** WHAT YOU NEED TO DO **
What lines of the data below hold the string "ContainerAction"? Copy each one out.

Saved data entries:
⟨
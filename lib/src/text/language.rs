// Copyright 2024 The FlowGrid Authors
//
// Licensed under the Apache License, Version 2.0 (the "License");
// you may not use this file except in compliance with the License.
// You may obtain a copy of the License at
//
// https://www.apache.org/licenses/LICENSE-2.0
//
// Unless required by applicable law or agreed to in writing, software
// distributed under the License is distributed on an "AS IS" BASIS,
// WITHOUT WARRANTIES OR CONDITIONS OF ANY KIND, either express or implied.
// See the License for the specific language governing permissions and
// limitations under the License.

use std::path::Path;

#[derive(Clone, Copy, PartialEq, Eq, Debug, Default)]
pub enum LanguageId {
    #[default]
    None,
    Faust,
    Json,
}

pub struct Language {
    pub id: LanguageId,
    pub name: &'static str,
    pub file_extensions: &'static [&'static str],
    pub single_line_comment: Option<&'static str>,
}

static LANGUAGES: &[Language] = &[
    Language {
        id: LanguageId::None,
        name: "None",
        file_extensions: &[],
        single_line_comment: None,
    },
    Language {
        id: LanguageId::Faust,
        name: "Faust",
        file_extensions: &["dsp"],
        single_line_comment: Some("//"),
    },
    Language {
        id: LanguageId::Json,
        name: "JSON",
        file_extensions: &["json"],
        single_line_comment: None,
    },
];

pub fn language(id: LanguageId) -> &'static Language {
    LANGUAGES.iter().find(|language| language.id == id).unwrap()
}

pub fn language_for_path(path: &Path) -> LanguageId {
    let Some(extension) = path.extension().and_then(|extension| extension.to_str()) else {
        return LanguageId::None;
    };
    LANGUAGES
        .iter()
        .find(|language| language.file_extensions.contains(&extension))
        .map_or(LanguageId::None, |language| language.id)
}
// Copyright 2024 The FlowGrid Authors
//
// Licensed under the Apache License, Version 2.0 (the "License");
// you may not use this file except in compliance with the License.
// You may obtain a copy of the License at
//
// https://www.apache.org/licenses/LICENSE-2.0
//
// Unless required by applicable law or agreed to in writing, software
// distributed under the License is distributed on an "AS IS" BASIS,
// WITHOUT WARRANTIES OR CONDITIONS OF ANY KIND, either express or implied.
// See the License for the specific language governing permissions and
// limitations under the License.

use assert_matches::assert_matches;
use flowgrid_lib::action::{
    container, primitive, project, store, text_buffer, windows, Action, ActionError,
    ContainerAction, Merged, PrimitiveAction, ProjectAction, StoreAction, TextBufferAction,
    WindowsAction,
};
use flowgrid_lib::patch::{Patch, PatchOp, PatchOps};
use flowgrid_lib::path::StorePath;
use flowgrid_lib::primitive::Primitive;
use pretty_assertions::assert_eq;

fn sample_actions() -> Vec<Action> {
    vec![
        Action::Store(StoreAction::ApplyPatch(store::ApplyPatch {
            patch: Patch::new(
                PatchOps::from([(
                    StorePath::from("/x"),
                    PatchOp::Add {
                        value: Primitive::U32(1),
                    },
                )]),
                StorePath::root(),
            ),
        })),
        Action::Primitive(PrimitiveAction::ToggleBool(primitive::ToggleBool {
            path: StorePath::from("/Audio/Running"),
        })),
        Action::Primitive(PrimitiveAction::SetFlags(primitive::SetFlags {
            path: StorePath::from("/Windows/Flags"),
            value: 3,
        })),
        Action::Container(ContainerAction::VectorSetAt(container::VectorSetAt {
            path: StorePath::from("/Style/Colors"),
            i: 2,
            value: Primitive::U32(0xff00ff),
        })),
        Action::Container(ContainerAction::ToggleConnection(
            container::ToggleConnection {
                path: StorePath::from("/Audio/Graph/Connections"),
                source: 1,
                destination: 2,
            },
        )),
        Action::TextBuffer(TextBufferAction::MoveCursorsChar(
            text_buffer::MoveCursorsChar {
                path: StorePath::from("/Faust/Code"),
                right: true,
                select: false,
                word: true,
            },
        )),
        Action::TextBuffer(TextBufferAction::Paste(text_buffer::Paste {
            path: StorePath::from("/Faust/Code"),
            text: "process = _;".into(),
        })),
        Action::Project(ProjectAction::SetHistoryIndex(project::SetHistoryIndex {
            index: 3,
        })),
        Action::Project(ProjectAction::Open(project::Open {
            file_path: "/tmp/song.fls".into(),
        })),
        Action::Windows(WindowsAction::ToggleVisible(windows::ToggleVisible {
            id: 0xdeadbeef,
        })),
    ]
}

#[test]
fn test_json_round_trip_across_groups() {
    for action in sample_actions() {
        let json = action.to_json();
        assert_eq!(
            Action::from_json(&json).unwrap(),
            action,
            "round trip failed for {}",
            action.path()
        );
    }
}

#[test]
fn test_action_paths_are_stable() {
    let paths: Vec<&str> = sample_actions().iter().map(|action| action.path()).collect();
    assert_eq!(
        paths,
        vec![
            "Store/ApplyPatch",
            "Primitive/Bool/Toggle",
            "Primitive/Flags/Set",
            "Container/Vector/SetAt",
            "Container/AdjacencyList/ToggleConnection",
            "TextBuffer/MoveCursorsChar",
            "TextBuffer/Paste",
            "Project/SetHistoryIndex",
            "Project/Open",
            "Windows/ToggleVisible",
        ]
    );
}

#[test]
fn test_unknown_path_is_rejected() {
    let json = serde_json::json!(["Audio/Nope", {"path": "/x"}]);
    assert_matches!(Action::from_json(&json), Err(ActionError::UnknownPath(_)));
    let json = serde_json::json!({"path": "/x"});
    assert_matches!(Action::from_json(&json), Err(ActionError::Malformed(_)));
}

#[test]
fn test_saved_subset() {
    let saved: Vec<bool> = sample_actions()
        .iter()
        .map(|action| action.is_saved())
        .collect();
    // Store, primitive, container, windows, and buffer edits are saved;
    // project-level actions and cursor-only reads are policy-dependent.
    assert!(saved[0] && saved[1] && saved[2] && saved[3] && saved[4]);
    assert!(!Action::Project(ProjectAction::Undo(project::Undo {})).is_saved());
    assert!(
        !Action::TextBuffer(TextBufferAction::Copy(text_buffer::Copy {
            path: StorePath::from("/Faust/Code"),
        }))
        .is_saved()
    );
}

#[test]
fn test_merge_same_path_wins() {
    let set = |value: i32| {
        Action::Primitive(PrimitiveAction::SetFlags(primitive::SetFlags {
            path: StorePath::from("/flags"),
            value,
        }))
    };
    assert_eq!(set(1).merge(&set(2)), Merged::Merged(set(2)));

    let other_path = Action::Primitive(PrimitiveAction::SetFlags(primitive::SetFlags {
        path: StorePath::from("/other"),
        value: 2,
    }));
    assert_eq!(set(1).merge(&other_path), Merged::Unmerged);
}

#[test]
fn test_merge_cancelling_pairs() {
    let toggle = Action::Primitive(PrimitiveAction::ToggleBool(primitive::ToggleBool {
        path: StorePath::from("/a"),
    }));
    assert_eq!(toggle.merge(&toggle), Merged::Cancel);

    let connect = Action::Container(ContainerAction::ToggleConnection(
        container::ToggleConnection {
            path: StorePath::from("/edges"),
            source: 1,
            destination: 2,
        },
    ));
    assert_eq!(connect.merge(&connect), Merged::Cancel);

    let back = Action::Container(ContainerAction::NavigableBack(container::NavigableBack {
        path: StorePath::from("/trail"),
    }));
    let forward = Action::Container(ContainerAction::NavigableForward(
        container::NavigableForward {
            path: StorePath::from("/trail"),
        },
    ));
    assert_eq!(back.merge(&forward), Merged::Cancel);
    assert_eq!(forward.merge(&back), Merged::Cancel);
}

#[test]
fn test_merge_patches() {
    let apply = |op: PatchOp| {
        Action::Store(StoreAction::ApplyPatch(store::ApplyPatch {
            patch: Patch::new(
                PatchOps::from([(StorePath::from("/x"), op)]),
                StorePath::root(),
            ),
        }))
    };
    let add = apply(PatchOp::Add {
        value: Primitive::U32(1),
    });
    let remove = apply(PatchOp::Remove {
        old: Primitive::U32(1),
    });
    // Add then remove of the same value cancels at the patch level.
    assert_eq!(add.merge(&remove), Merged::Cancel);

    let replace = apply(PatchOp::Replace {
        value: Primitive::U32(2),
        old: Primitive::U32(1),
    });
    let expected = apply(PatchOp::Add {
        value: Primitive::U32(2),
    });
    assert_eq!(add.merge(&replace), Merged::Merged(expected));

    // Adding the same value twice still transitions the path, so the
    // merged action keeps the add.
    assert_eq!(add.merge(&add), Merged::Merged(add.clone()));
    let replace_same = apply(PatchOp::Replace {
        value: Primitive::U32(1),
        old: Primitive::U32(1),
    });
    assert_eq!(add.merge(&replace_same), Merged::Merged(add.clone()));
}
⟩
** TASK ANSWER **
    ContainerAction, Merged, PrimitiveAction, ProjectAction, StoreAction, TextBufferAction,
        Action::Container(ContainerAction::VectorSetAt(container::VectorSetAt {
        Action::Container(ContainerAction::ToggleConnection(
    let connect = Action::Container(ContainerAction::ToggleConnection(
    let back = Action::Container(ContainerAction::NavigableBack(container::NavigableBack {
    let forward = Action::Container(ContainerAction::NavigableForward(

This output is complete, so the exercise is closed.